**Data listing:**

----

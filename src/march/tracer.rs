//! Single-loop contour tracer

use crate::errors::MarchError;
use crate::field::ScalarField;
use crate::float_types::Real;
use crate::march::case::{CaseCode, Direction, classify};
use crate::observer::{LoopKind, TraceObserver};
use crate::polygon::{Polyline, Vertex};

/// A closed loop produced by [`trace_loop`].
#[derive(Clone, Debug, PartialEq)]
pub struct TracedLoop {
    pub vertices: Polyline,
    pub kind: LoopKind,
    /// Blocks visited, one vertex each.
    pub steps: usize,
    /// Convex-corner visits (one sample inside).
    pub out_turns: usize,
    /// Concave-corner and saddle visits.
    pub in_turns: usize,
}

/// Upper bound on the steps of one trace.
///
/// Traversal positions span `(width + 1) × (height + 1)`; a loop passes each one
/// at most once, saddles at most twice.
pub fn step_limit(width: usize, height: usize) -> usize {
    2 * (width + 1) * (height + 1)
}

/// **Boundary following over one closed loop**
///
/// Walks the 0.5 isocontour starting at traversal position `start`, emitting one
/// interpolated vertex per visited block, until it re-enters `start` the same way
/// it first passed through it. The loop is classified by comparing how often it
/// turned around convex corners against concave ones: a hole sees more concave
/// corners than convex ones.
///
/// `start` should hold an inside sample with an outside sample to its left (a
/// rising edge), which is what the boundary scanner hands in. Any other mixed
/// block works as well; a trivial block is an [`MarchError::InvariantViolation`].
///
/// # Errors
/// - [`MarchError::InvariantViolation`] if no step is defined at some block.
/// - [`MarchError::FailsafeExceeded`] if the walk does not close within
///   [`step_limit`] steps.
pub fn trace_loop<F, O>(
    field: &F,
    start: (usize, usize),
    flip_y: bool,
    observer: &mut O,
) -> Result<TracedLoop, MarchError>
where
    F: ScalarField + ?Sized,
    O: TraceObserver + ?Sized,
{
    walk(field, start, flip_y, |x, y, case, _| observer.visit(x, y, case))
}

/// [`trace_loop`] with a step hook that also learns where each step leads.
pub(crate) fn walk<F, V>(
    field: &F,
    start: (usize, usize),
    flip_y: bool,
    mut on_step: V,
) -> Result<TracedLoop, MarchError>
where
    F: ScalarField + ?Sized,
    V: FnMut(usize, usize, CaseCode, Direction),
{
    let limit = step_limit(field.width(), field.height());
    let y_sign: Real = if flip_y { -1.0 } else { 1.0 };

    let (mut x, mut y) = start;
    let mut previous = Direction::None;
    // Direction that must lead back into `start` for the loop to be closed.
    // Only a saddle start can be re-entered through its other segment.
    let mut closing: Option<Direction> = None;

    let mut vertices = Vec::new();
    let mut out_turns = 0;
    let mut in_turns = 0;
    let mut steps = 0;

    loop {
        if steps >= limit {
            return Err(MarchError::FailsafeExceeded {
                x: start.0,
                y: start.1,
                limit,
            });
        }

        let (case, samples) = classify(field, x, y);
        let branch = case
            .resolve(previous)
            .filter(|b| b.next != Direction::None)
            .ok_or(MarchError::InvariantViolation { x, y, case })?;

        if steps == 0 && case.is_saddle() {
            closing = Some(branch.after);
        }

        if case.is_convex_corner() {
            out_turns += 1;
        } else if case.is_concave_corner() || case.is_saddle() {
            in_turns += 1;
        }

        // Block origin is the TL sample's centre, half a cell up-left of (x, y).
        let (fx, fy) = branch.entry.crossing(&samples);
        vertices.push(Vertex::new(
            x as Real - 0.5 + fx,
            y_sign * (y as Real - 0.5 + fy),
        ));

        on_step(x, y, case, branch.next);
        steps += 1;

        let (dx, dy) = branch.next.offset();
        let (Some(nx), Some(ny)) = (x.checked_add_signed(dx), y.checked_add_signed(dy)) else {
            return Err(MarchError::InvariantViolation { x, y, case });
        };
        x = nx;
        y = ny;
        previous = branch.next;

        if (x, y) == start && closing.is_none_or(|d| d == previous) {
            break;
        }
    }

    let kind = if in_turns > out_turns {
        LoopKind::Hole
    } else {
        LoopKind::Exterior
    };

    Ok(TracedLoop {
        vertices: Polyline::new(vertices),
        kind,
        steps,
        out_turns,
        in_turns,
    })
}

----

**Aim of the task:** Every line that contains the string "branch" should be copied from the entries.

**Solved exercise:**
        let branch = case
            closing = Some(branch.after);
        let (fx, fy) = branch.entry.crossing(&samples);
        on_step(x, y, case, branch.next);
        let (dx, dy) = branch.next.offset();
        previous = branch.next;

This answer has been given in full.